Per decenni, in tutto il mondo, il lavoro d’ufficio si è svolto dalle 9 alle 17 o alle 18, con una breve pausa pranzo a metà giornata. Tuttavia, con il diffondersi di team di lavoro composti da persone residenti in diversi paesi del mondo, e poi, più recentemente, con la pandemia da Covid-19, questi orari sono stati spesso messi in discussione.
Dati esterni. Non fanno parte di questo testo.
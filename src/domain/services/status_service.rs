// Copyright (c) 2025 Kirky.X
//
// Licensed under the MIT License
// See LICENSE file in the project root for full license information.

use serde::{Deserialize, Serialize};
use uuid::Uuid;

use crate::domain::models::workflow::{CrawlOutcome, RunStatus, StepStatus, WorkflowRun};

/// 对外报告的运行状态
///
/// 无法识别的状态字符串解析为 `Unknown`
#[derive(Debug, Clone, Copy, PartialEq, Eq, Serialize, Deserialize)]
#[serde(rename_all = "snake_case")]
pub enum ReportedStatus {
    Pending,
    Running,
    Completed,
    Failed,
    Cancelled,
    #[serde(other)]
    Unknown,
}

impl ReportedStatus {
    pub fn is_terminal(&self) -> bool {
        matches!(
            self,
            ReportedStatus::Completed | ReportedStatus::Failed | ReportedStatus::Cancelled
        )
    }

    pub fn as_str(&self) -> &'static str {
        match self {
            ReportedStatus::Pending => "pending",
            ReportedStatus::Running => "running",
            ReportedStatus::Completed => "completed",
            ReportedStatus::Failed => "failed",
            ReportedStatus::Cancelled => "cancelled",
            ReportedStatus::Unknown => "unknown",
        }
    }
}

impl From<RunStatus> for ReportedStatus {
    fn from(status: RunStatus) -> Self {
        match status {
            RunStatus::Pending => ReportedStatus::Pending,
            RunStatus::Running => ReportedStatus::Running,
            RunStatus::Completed => ReportedStatus::Completed,
            RunStatus::Failed => ReportedStatus::Failed,
            RunStatus::Cancelled => ReportedStatus::Cancelled,
        }
    }
}

/// 运行状态报告
#[derive(Debug, Clone, PartialEq, Serialize, Deserialize)]
#[serde(rename_all = "camelCase")]
pub struct StatusReport {
    pub run_id: Uuid,
    pub status: ReportedStatus,
    pub current_step: String,
    #[serde(default, skip_serializing_if = "Option::is_none")]
    pub result: Option<CrawlOutcome>,
    #[serde(default, skip_serializing_if = "Option::is_none")]
    pub error: Option<String>,
}

const PROCESSING: &str = "processing";

/// 生成运行的状态报告，只读
pub fn report(run: &WorkflowRun) -> StatusReport {
    StatusReport {
        run_id: run.id,
        status: run.status.into(),
        current_step: current_step_label(run),
        result: run.result.clone(),
        error: run.error.clone(),
    }
}

fn current_step_label(run: &WorkflowRun) -> String {
    match run.status {
        RunStatus::Pending => PROCESSING.to_string(),
        RunStatus::Running => running_label(run).to_string(),
        terminal => terminal.to_string(),
    }
}

fn running_label(run: &WorkflowRun) -> &'static str {
    if let Some(step) = run.steps.iter().find(|s| s.status == StepStatus::Running) {
        return step.name.progress_label();
    }

    run.steps
        .iter()
        .filter(|s| s.status == StepStatus::Completed)
        .max_by_key(|s| s.ordinal)
        .and_then(|s| s.name.next())
        .map(|next| next.progress_label())
        .unwrap_or(PROCESSING)
}
// Copyright (c) 2025 Kirky.X
//
// Licensed under the MIT License
// See LICENSE file in the project root for full license information.

/// HTTP请求处理器模块
pub mod crawl_handler;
In particolar modo i cosiddetti full smart worker, coloro che lavorano pressoché unicamente da remoto, stanno sempre più diffusamente adottando l’abitudine del lavoro asincrono.

Cosa significa?

I lavoratori scelgono i momenti della giornata che preferiscono, in cui si ritengono più produttivi, per raggiungere i propri obiettivi. C’è chi preferisce svegliarsi presto e lavorare quando tutti dormono, per avere parte del pomeriggio libero; chi invece, per andare a prendere i figli a scuola e dedicare loro del tempo nel pomeriggio, sceglie di lavorare fino a tardi la sera.

 

Chiaramente, questa logica di lavoro è adottabile soltanto in quei contesti in cui si lavora per obiettivi prestabiliti e non viene reputato importante “come e quando”, ma unicamente “cosa” viene prodotto entro la scadenza.

 

La necessità di un “coordinatore delle agende”

Tale stravolgimento organizzativo introdotto durante la pandemia deve essere governato dalle aziende che scelgono di dare flessibilità e fiducia ai lavoratori. Per quanto sia stato ampiamente dimostrato che il lavoro da remoto non infici la produttività, occorre che, almeno per qualche ora al giorno, le persone possano collaborare e quindi “sincronizzarsi” per svolgere alcune mansioni in gruppo.

Il lavoro asincrono è stato in primis adottato dai lavoratori del comparto informatico, che, operando principalmente soli, davanti al proprio PC, si sono adattati prima a questo mindset. E sono state proprio le grandi aziende tech, anche prima della pandemia a introdurre un innovativo ruolo professionale: il “Chief Remote Officer”.

 Non è una figura di controllo, bensì un “coordinatore delle agende”, che ha il compito di costruire una strategia di lavoro e coinvolgimento dei lavoratori residenti in diversi luoghi nel mondo: incrociare i fusi orari, trovare occasioni di Team Building, per lavorare efficacemente per obiettivi prestabiliti.

Esperienze a confronto

Intervistate dalla BBC, alcune aziende tech estere che hanno implementato la figura del Chief Remote Officer raccontano che, per coordinare migliaia di lavoratori in decine di paesi diversi, è necessario un grande sforzo di razionalizzazione. I team di lavoro vengono organizzati per competenze, ma anche per fuso orario, così da garantire una sovrapposizione degli orari di almeno 3 o 4 ore al giorno.

 

Come spiega all’emittente britannica Tsedal Neeley, professoressa in Business Administration a Harvard, “è necessario che questa figura organizzativa abbia il compito, creativo e stimolante, di ripensare in toto i processi di reclutamento, formazione, sviluppo e promozione del personale”. Il lavoro unicamente online è possibile, ma è auspicabile organizzare delle occasioni di incontro e Team Building in presenza per rafforzare la coesione e promuovere rapporti di collaborazione sani e basati sulla fiducia.

Insomma, la speranza è “che il lavoro da remoto, un giorno, diventi semplicemente lavoro”.

Anche senza considerare casi estremi di lavoro unicamente da remoto, con persone che abitano dall’altra parte del mondo, l’interessante insegnamento che si può trarre da queste innovative pratiche è che non ci si può aspettare che i lavoratori agili si comportino a casa come in ufficio, ma occorrono delle linee guida e un coordinamento per rendere il processo di lavoro efficace e i team collaborativi, anche a distanza.